→ Supplied material

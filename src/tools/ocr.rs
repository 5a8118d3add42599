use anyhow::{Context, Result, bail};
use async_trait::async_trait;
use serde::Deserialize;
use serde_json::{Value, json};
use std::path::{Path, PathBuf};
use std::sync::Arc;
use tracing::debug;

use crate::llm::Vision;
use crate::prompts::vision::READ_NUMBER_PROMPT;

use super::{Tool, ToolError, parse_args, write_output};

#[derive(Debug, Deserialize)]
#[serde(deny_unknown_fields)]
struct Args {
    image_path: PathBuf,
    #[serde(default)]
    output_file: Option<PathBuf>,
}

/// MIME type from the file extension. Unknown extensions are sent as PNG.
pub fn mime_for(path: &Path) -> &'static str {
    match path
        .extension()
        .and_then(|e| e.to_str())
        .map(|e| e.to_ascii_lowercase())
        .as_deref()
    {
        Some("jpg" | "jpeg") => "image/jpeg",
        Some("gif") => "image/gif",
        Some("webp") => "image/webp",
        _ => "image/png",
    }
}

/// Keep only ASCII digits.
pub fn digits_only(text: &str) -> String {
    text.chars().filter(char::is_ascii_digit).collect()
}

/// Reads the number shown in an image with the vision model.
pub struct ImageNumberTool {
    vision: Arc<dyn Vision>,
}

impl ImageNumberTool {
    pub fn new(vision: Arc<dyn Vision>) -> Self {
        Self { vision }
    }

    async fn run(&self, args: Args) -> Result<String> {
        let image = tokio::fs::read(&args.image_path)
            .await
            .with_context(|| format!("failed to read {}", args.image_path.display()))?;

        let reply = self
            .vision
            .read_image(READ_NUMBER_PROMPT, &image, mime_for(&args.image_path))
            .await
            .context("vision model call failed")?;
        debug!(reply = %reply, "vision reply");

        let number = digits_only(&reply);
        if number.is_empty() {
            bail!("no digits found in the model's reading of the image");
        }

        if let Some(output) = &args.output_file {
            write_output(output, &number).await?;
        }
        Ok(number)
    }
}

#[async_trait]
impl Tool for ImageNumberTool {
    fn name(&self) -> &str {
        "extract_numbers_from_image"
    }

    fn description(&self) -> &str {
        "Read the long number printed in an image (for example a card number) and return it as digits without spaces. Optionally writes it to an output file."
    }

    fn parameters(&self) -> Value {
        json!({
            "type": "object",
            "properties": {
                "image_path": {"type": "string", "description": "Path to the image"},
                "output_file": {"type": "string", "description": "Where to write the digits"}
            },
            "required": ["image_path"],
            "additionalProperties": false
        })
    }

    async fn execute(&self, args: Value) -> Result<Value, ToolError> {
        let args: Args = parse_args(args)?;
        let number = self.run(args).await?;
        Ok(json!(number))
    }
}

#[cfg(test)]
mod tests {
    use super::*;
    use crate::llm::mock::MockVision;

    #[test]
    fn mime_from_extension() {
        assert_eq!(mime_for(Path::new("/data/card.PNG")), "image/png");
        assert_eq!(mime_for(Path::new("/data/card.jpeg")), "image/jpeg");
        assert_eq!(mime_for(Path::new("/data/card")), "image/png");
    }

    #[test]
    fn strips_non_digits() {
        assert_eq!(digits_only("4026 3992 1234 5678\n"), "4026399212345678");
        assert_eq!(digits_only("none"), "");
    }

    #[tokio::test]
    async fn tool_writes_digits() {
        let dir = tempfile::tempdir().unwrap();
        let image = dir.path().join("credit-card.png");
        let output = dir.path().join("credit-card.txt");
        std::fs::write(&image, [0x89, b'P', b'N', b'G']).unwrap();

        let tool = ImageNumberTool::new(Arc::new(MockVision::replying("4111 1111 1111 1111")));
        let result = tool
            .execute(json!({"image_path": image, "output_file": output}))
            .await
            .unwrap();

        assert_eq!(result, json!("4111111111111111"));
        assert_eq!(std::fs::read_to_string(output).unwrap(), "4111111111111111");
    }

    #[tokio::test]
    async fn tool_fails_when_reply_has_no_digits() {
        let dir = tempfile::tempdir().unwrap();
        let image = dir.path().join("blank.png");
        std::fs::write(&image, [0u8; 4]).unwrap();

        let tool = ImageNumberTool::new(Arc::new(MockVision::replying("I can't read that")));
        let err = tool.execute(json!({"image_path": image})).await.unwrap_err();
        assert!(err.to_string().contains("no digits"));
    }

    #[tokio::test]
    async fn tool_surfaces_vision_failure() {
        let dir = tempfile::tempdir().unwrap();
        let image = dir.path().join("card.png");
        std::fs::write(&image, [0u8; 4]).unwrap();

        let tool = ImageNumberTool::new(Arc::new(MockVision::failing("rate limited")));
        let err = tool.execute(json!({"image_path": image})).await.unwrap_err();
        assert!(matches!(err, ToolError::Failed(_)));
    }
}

→ What is expected
The number of lines in the entries holding the word "join" is what is needed. Supply that number only.

→ Answer to this problem
4